I’d like some clarification from DC or anyone who might elaborate on DC’s explanation. I think DC suggests testing the sentence by simplifying it to ascertain whether the objective or subjective pronoun fits. His shortened examples work well: “Serious gardeners use organic fertilizer or “My wife and I use organic fertilizer.” However, what if the husband/subject of the original sentence refers to himself only?:“Serious gardeners like me/myself/I always use organic fertilizer.”
DC says that “Serious gardeners” is subjective, so “like me/myself/I” must be, also. He says “me/myself” are not subjective, so they’re wrong. If I delete “me/myself” and simplify the sentence per his suggestion, then I get the following:
“Serious gardeners always use organic fertilizer” or“I always use organic fertilizer” … therefore …“Serious gardeners like I always use organic fertilizer.” (This sounds odd.)
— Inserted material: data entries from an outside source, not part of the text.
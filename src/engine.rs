//! Check engine
//!
//! Runs the enabled rules over every discovered file:
//! - **Async I/O**: file discovery and reading file contents
//! - **Blocking CPU work**: the rules themselves, inside `spawn_blocking`
//! - **Bounded concurrency**: a semaphore caps the number of files in flight
//! - **Aggregation**: `futures::try_join_all` keeps results in discovery order
//!
//! Every file gets its own [`Report`]; rules share nothing mutable, the
//! grammar store inside the manifest rule is read-only.

use futures::future::try_join_all;
use std::path::{Path, PathBuf};
use std::sync::Arc;
use std::sync::atomic::{AtomicUsize, Ordering};
use std::time::{Duration, Instant};

use chrono::{DateTime, Utc};
use serde::{Deserialize, Serialize};
use tracing::{debug, info, warn};

use crate::error::{CheckError, Result};
use crate::file_discovery::FileDiscovery;
use crate::report::{Report, ReportEntry, Severity};
use crate::rules::{RuleId, RuleSet};

/// Engine configuration
#[derive(Debug, Clone, PartialEq)]
pub struct CheckConfig {
    /// Number of files checked concurrently
    pub max_concurrent_checks: usize,
    /// Timeout for checking a single file
    pub check_timeout: Duration,
}

impl Default for CheckConfig {
    fn default() -> Self {
        Self {
            max_concurrent_checks: num_cpus::get(),
            check_timeout: Duration::from_secs(30),
        }
    }
}

/// Outcome of checking a single file
#[derive(Debug, Clone, PartialEq, Eq, Serialize, Deserialize)]
#[serde(tag = "status", rename_all = "lowercase")]
pub enum FileStatus {
    /// Every applicable rule ran
    Checked,
    /// No enabled rule applies to the file
    Skipped { reason: String },
    /// The file could not be checked (unreadable, timed out)
    Failed { message: String },
}

impl FileStatus {
    pub fn is_checked(&self) -> bool {
        matches!(self, FileStatus::Checked)
    }

    pub fn is_skipped(&self) -> bool {
        matches!(self, FileStatus::Skipped { .. })
    }

    pub fn is_failed(&self) -> bool {
        matches!(self, FileStatus::Failed { .. })
    }
}

/// Result of checking a single file
#[derive(Debug, Clone, Serialize, Deserialize)]
pub struct FileReport {
    pub path: PathBuf,
    pub status: FileStatus,
    /// Rules that ran on the file
    pub rules: Vec<RuleId>,
    pub entries: Vec<ReportEntry>,
    pub duration: Duration,
}

impl FileReport {
    pub fn checked(
        path: PathBuf,
        rules: Vec<RuleId>,
        entries: Vec<ReportEntry>,
        duration: Duration,
    ) -> Self {
        Self {
            path,
            status: FileStatus::Checked,
            rules,
            entries,
            duration,
        }
    }

    pub fn skipped(path: PathBuf, reason: impl Into<String>) -> Self {
        Self {
            path,
            status: FileStatus::Skipped {
                reason: reason.into(),
            },
            rules: Vec::new(),
            entries: Vec::new(),
            duration: Duration::ZERO,
        }
    }

    pub fn failed(path: PathBuf, error: CheckError, duration: Duration) -> Self {
        Self {
            path,
            status: FileStatus::Failed {
                message: error.to_string(),
            },
            rules: Vec::new(),
            entries: Vec::new(),
            duration,
        }
    }

    pub fn count(&self, severity: Severity) -> usize {
        self.entries
            .iter()
            .filter(|e| e.severity == severity)
            .count()
    }
}

/// Progress update while checking
#[derive(Debug, Clone)]
pub struct CheckProgress {
    /// File that just finished
    pub current_file: Option<PathBuf>,
    pub completed: usize,
    pub total: usize,
    pub phase: CheckPhase,
}

#[derive(Debug, Clone, Copy, PartialEq, Eq)]
pub enum CheckPhase {
    Discovery,
    Checking,
    Complete,
}

/// Progress callback type for check updates
pub type ProgressCallback = Arc<dyn Fn(CheckProgress) + Send + Sync>;

/// Aggregated results of checking a path
#[derive(Debug, Clone, Serialize, Deserialize)]
pub struct CheckResults {
    pub started_at: DateTime<Utc>,
    pub total_files: usize,
    pub checked_files: usize,
    pub skipped_files: usize,
    pub failed_files: usize,
    pub error_count: usize,
    pub warning_count: usize,
    pub notice_count: usize,
    pub discovery_duration: Duration,
    pub total_duration: Duration,
    pub file_results: Vec<FileReport>,
}

impl CheckResults {
    /// Aggregate individual file reports into a summary
    pub fn aggregate(started_at: DateTime<Utc>, file_results: Vec<FileReport>) -> Self {
        let mut results = Self {
            started_at,
            total_files: file_results.len(),
            checked_files: 0,
            skipped_files: 0,
            failed_files: 0,
            error_count: 0,
            warning_count: 0,
            notice_count: 0,
            discovery_duration: Duration::ZERO,
            total_duration: Duration::ZERO,
            file_results: Vec::new(),
        };

        for report in &file_results {
            match report.status {
                FileStatus::Checked => results.checked_files += 1,
                FileStatus::Skipped { .. } => results.skipped_files += 1,
                FileStatus::Failed { .. } => results.failed_files += 1,
            }
            for entry in &report.entries {
                match entry.severity {
                    Severity::Error => results.error_count += 1,
                    Severity::Warning => results.warning_count += 1,
                    Severity::Notice => results.notice_count += 1,
                }
            }
            results.total_duration += report.duration;
        }

        results.file_results = file_results;
        results
    }

    pub fn count(&self, severity: Severity) -> usize {
        match severity {
            Severity::Error => self.error_count,
            Severity::Warning => self.warning_count,
            Severity::Notice => self.notice_count,
        }
    }

    /// All entries, file by file
    pub fn entries(&self) -> impl Iterator<Item = &ReportEntry> {
        self.file_results.iter().flat_map(|r| r.entries.iter())
    }

    /// Error-severity entries or files that could not be checked
    pub fn has_errors(&self) -> bool {
        self.error_count > 0 || self.failed_files > 0
    }

    pub fn is_clean(&self) -> bool {
        self.error_count == 0 && self.warning_count == 0 && self.notice_count == 0
    }
}

/// Concurrent rule runner
pub struct CheckEngine {
    rules: Arc<RuleSet>,
    config: CheckConfig,
}

impl CheckEngine {
    pub fn new(rules: RuleSet, config: CheckConfig) -> Self {
        Self {
            rules: Arc::new(rules),
            config,
        }
    }

    /// Check every file discovered under `path`
    pub async fn check_path(&self, path: &Path, discovery: &FileDiscovery) -> Result<CheckResults> {
        self.check_path_with_progress(path, discovery, None).await
    }

    pub async fn check_path_with_progress(
        &self,
        path: &Path,
        discovery: &FileDiscovery,
        progress_callback: Option<ProgressCallback>,
    ) -> Result<CheckResults> {
        let started_at = Utc::now();
        let workflow_start = Instant::now();

        if let Some(ref callback) = progress_callback {
            callback(CheckProgress {
                current_file: None,
                completed: 0,
                total: 0,
                phase: CheckPhase::Discovery,
            });
        }

        let files = discovery.discover_files(path).await?;
        let discovery_duration = workflow_start.elapsed();
        info!(
            "Checking {} files under {} with rules {:?}",
            files.len(),
            path.display(),
            self.rules.ids()
        );

        let reports = self
            .check_files_with_progress(files, progress_callback.clone())
            .await?;

        let mut results = CheckResults::aggregate(started_at, reports);
        results.discovery_duration = discovery_duration;
        results.total_duration = workflow_start.elapsed();

        if let Some(ref callback) = progress_callback {
            callback(CheckProgress {
                current_file: None,
                completed: results.total_files,
                total: results.total_files,
                phase: CheckPhase::Complete,
            });
        }

        Ok(results)
    }

    pub async fn check_files(&self, files: Vec<PathBuf>) -> Result<Vec<FileReport>> {
        self.check_files_with_progress(files, None).await
    }

    /// Check a list of files concurrently, results in input order
    pub async fn check_files_with_progress(
        &self,
        files: Vec<PathBuf>,
        progress_callback: Option<ProgressCallback>,
    ) -> Result<Vec<FileReport>> {
        if files.is_empty() {
            return Ok(Vec::new());
        }

        let total_files = files.len();
        let completed = Arc::new(AtomicUsize::new(0));
        let semaphore = Arc::new(tokio::sync::Semaphore::new(
            self.config.max_concurrent_checks.max(1),
        ));

        let tasks: Vec<_> = files
            .into_iter()
            .map(|file_path| {
                let rules = Arc::clone(&self.rules);
                let semaphore = Arc::clone(&semaphore);
                let timeout = self.config.check_timeout;
                let progress_callback = progress_callback.clone();
                let completed = Arc::clone(&completed);

                tokio::spawn(async move {
                    let _permit = semaphore.acquire().await.map_err(|_| {
                        CheckError::Concurrency {
                            details: "Failed to acquire check semaphore".to_string(),
                        }
                    })?;

                    let report = Self::check_single_file_internal(file_path.clone(), rules, timeout).await;

                    let done = completed.fetch_add(1, Ordering::SeqCst) + 1;
                    if let Some(ref callback) = progress_callback {
                        callback(CheckProgress {
                            current_file: Some(file_path),
                            completed: done,
                            total: total_files,
                            phase: CheckPhase::Checking,
                        });
                    }

                    Ok::<FileReport, CheckError>(report)
                })
            })
            .collect();

        let task_results = try_join_all(tasks)
            .await
            .map_err(|e| CheckError::Concurrency {
                details: format!("Task join error: {}", e),
            })?;

        task_results.into_iter().collect()
    }

    /// Check one file with every applicable rule
    pub async fn check_single_file(&self, file_path: &Path) -> FileReport {
        Self::check_single_file_internal(
            file_path.to_path_buf(),
            Arc::clone(&self.rules),
            self.config.check_timeout,
        )
        .await
    }

    async fn check_single_file_internal(
        file_path: PathBuf,
        rules: Arc<RuleSet>,
        timeout: Duration,
    ) -> FileReport {
        let start_time = Instant::now();

        let applicable: Vec<RuleId> = rules.applicable(&file_path).map(|r| r.id()).collect();
        if applicable.is_empty() {
            debug!("No enabled rule applies to {}", file_path.display());
            return FileReport::skipped(file_path, "no enabled rule applies");
        }

        let bytes = match tokio::fs::read(&file_path).await {
            Ok(bytes) => bytes,
            Err(e) => {
                warn!("Cannot read {}: {}", file_path.display(), e);
                return FileReport::failed(file_path, e.into(), start_time.elapsed());
            }
        };
        // Sources in legacy encodings are still worth scanning
        let content = String::from_utf8_lossy(&bytes).into_owned();

        let blocking_path = file_path.clone();
        let task = tokio::task::spawn_blocking(move || {
            let mut report = Report::new();
            for rule in rules.applicable(&blocking_path) {
                rule.check(&blocking_path, &content, &mut report);
            }
            report
        });

        match tokio::time::timeout(timeout, task).await {
            Ok(Ok(report)) => FileReport::checked(
                file_path,
                applicable,
                report.into_entries(),
                start_time.elapsed(),
            ),
            Ok(Err(e)) => FileReport::failed(
                file_path,
                CheckError::Concurrency {
                    details: format!("Join error: {}", e),
                },
                start_time.elapsed(),
            ),
            Err(_) => {
                warn!("Check of {} timed out", file_path.display());
                FileReport::failed(
                    file_path.clone(),
                    CheckError::Timeout {
                        file: file_path,
                        timeout_ms: timeout.as_millis() as u64,
                    },
                    timeout,
                )
            }
        }
    }

    pub fn rules(&self) -> &RuleSet {
        &self.rules
    }

    pub fn config(&self) -> &CheckConfig {
        &self.config
    }
}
What have I done wrong here? Is “like I” correct here?
Douglas, Steve, and Chris,Thank you ever so much for the helpful responses. I could swear that the increasing popularity of migraine-inducing expressions such as the one Chris mentioned, "Please return this form to the secretary or myself" is responsible for my oblivion. "Theirselves" are at fault! :-) Myself is signing off,Helen :-)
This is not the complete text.